To do
Stopping right after the line with "in the outcome.", please reproduce the material below exactly from its first line.

Exercise material
▼▼▼

//! Race runner - builds a roster and drives it through a fixed number of rounds.

use crate::error::SimError;
use crate::exporter::RacerStanding;

use racing_core::Roster;
use racing_env::RandomDraw;
use std::fmt::Write;
use tracing::{debug, info};

/// Default number of rounds per race.
const DEFAULT_ROUNDS: u32 = 5;

/// Most rounds a single race may run; every round is kept in the outcome.
pub const MAX_ROUNDS: u32 = 10_000;

/// State of the field right after one round.
#[derive(Debug, Clone, PartialEq, Eq)]
pub struct RoundSnapshot {
    /// 1-based round number
    pub round: u32,

    /// `"name : position"` lines, in roster order
    pub results: Vec<String>,

    /// Structured positions, in roster order
    pub standings: Vec<RacerStanding>,
}

/// Everything a finished race produced.
#[derive(Debug, Clone, PartialEq, Eq)]
pub struct RaceOutcome {
    /// Seed of the draw source (0 = unseeded)
    pub seed: u64,

    /// One snapshot per round, in order
    pub rounds: Vec<RoundSnapshot>,

    /// Names tied at the lead, in roster order
    pub winners: Vec<String>,
}

impl RaceOutcome {
    /// Renders the console transcript: each round's results, then the winners.
    pub fn render(&self) -> String {
        let mut out = String::from("Race results\n");

        for snapshot in &self.rounds {
            for line in &snapshot.results {
                let _ = writeln!(out, "{}", line);
            }
            out.push('\n');
        }

        let _ = write!(out, "Winners: {}", self.winners.join(", "));
        out
    }
}

/// Runs races against a draw source.
pub struct RaceRunner<D: RandomDraw> {
    /// Source of every draw in the race
    draw: D,

    /// Rounds per race
    rounds: u32,
}

impl<D: RandomDraw> RaceRunner<D> {
    /// Creates a new race runner.
    pub fn new(draw: D) -> Self {
        Self {
            draw,
            rounds: DEFAULT_ROUNDS,
        }
    }

    /// Sets the number of rounds.
    pub fn with_rounds(mut self, rounds: u32) -> Self {
        self.rounds = rounds;
        self
    }

    /// Builds a roster from `names` and races it.
    ///
    /// Repeated calls keep consuming the same draw source, so two races from
    /// one runner are not identical even when seeded.
    ///
    /// # Errors
    /// - `SimError::TooManyRounds` if more than `MAX_ROUNDS` rounds are configured
    /// - `SimError::Race` for any roster construction failure
    pub fn run<I, S>(&mut self, names: I) -> Result<RaceOutcome, SimError>
    where
        I: IntoIterator<Item = S>,
        S: Into<String>,
    {
        if self.rounds > MAX_ROUNDS {
            return Err(SimError::TooManyRounds {
                rounds: self.rounds,
                max: MAX_ROUNDS,
            });
        }

        let mut roster = Roster::new(names)?;
        let seed = self.draw.seed();

        info!(
            "Starting race: {} racers, {} rounds (seed={})",
            roster.len(),
            self.rounds,
            seed
        );

        let mut rounds = Vec::with_capacity(self.rounds as usize);
        for round in 1..=self.rounds {
            roster.advance_round(&mut self.draw);

            debug!("  round {} | leaders={:?}", round, roster.winners());

            rounds.push(RoundSnapshot {
                round,
                results: roster.results(),
                standings: roster.racers().iter().map(RacerStanding::from).collect(),
            });
        }

        let winners: Vec<String> = roster.winners().into_iter().map(str::to_string).collect();
        info!("Race finished: winners={}", winners.join(", "));

        Ok(RaceOutcome {
            seed,
            rounds,
            winners,
        })
    }
}

#[cfg(test)]
mod tests {
    use super::*;
    use crate::draw::SimDraw;
    use racing_core::RaceError;
    use racing_env::ScriptedDraw;

    #[test]
    fn test_runner_default_rounds() {
        let mut runner = RaceRunner::new(ScriptedDraw::default());
        let outcome = runner.run(["a", "b"]).unwrap();
        assert_eq!(outcome.rounds.len(), DEFAULT_ROUNDS as usize);
    }

    #[test]
    fn test_runner_rejects_too_many_rounds() {
        let mut runner = RaceRunner::new(ScriptedDraw::constant(0)).with_rounds(u32::MAX);

        let err = runner.run(["a", "b"]).unwrap_err();

        assert!(matches!(
            err,
            SimError::TooManyRounds { rounds: u32::MAX, max: MAX_ROUNDS }
        ));
        assert_eq!(runner.draw.draws_taken(), 0);
    }

    #[test]
    fn test_runner_accepts_max_rounds() {
        let mut runner = RaceRunner::new(ScriptedDraw::constant(0)).with_rounds(MAX_ROUNDS);

        let outcome = runner.run(["a", "b"]).unwrap();

        assert_eq!(outcome.rounds.len(), MAX_ROUNDS as usize);
    }

    #[test]
    fn test_runner_scripted_race() {
        let mut runner = RaceRunner::new(ScriptedDraw::new(vec![4, 4, 1])).with_rounds(2);

        let outcome = runner.run(["car1", "car2", "car3"]).unwrap();

        assert_eq!(outcome.seed, 0);
        assert_eq!(outcome.rounds.len(), 2);
        assert_eq!(outcome.rounds[0].results, vec!["car1 : 1", "car2 : 1", "car3 : 0"]);
        assert_eq!(outcome.rounds[1].results, vec!["car1 : 2", "car2 : 2", "car3 : 0"]);
        assert_eq!(outcome.winners, vec!["car1", "car2"]);
    }

    #[test]
    fn test_runner_snapshot_standings_match_results() {
        let mut runner = RaceRunner::new(ScriptedDraw::new(vec![9, 0])).with_rounds(3);

        let outcome = runner.run(["a", "b"]).unwrap();
        let last = outcome.rounds.last().unwrap();

        assert_eq!(last.round, 3);
        assert_eq!(last.standings[0].name, "a");
        assert_eq!(last.standings[0].position, 3);
        assert_eq!(last.standings[1].position, 0);
    }

    #[test]
    fn test_runner_zero_rounds() {
        let mut runner = RaceRunner::new(ScriptedDraw::constant(9)).with_rounds(0);

        let outcome = runner.run(["a", "b"]).unwrap();

        assert!(outcome.rounds.is_empty());
        assert_eq!(outcome.winners, vec!["a", "b"]);
    }

    #[test]
    fn test_runner_rejects_bad_roster() {
        let mut runner = RaceRunner::new(ScriptedDraw::default());

        assert!(matches!(
            runner.run(["x", "x"]).unwrap_err(),
            SimError::Race(RaceError::DuplicateName(name)) if name == "x"
        ));
        assert!(matches!(
            runner.run(["a"]).unwrap_err(),
            SimError::Race(RaceError::InvalidRosterSize { count: 1, .. })
        ));
    }

    #[test]
    fn test_runner_seeded_determinism() {
        let names = ["pobi", "woni", "jun", "crong"];

        let a = RaceRunner::new(SimDraw::new(42)).with_rounds(10).run(names).unwrap();
        let b = RaceRunner::new(SimDraw::new(42)).with_rounds(10).run(names).unwrap();

        assert_eq!(a, b);
        assert_eq!(a.seed, 42);
    }

    #[test]
    fn test_render_transcript() {
        let mut runner = RaceRunner::new(ScriptedDraw::new(vec![4, 1])).with_rounds(2);

        let outcome = runner.run(["car1", "car2"]).unwrap();

        assert_eq!(
            outcome.render(),
            "Race results\n\
             car1 : 1\ncar2 : 0\n\n\
             car1 : 2\ncar2 : 0\n\n\
             Winners: car1"
        );
    }

    #[test]
    fn test_render_tied_winners() {
        let mut runner = RaceRunner::new(ScriptedDraw::constant(0)).with_rounds(1);

        let outcome = runner.run(["a", "b", "c"]).unwrap();

        assert!(outcome.render().ends_with("Winners: a, b, c"));
    }
}
//! Error types for the simulation harness.

use racing_core::RaceError;
use thiserror::Error;

/// Errors surfaced by the `racing-sim` binary.
#[derive(Debug, Error)]
pub enum SimError {
    /// The roster could not be built
    #[error(transparent)]
    Race(#[from] RaceError),

    /// More rounds requested than a race may run
    #[error("Too many rounds: {rounds} (max {max})")]
    TooManyRounds { rounds: u32, max: u32 },

    /// JSON rendering failed
    #[error("Serialization error: {0}")]
    Serialization(#[from] serde_json::Error),
}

▲▲▲

Response for this exercise
//! Race runner - builds a roster and drives it through a fixed number of rounds.

use crate::error::SimError;
use crate::exporter::RacerStanding;

use racing_core::Roster;
use racing_env::RandomDraw;
use std::fmt::Write;
use tracing::{debug, info};

/// Default number of rounds per race.
const DEFAULT_ROUNDS: u32 = 5;

/// Most rounds a single race may run; every round is kept in the outcome.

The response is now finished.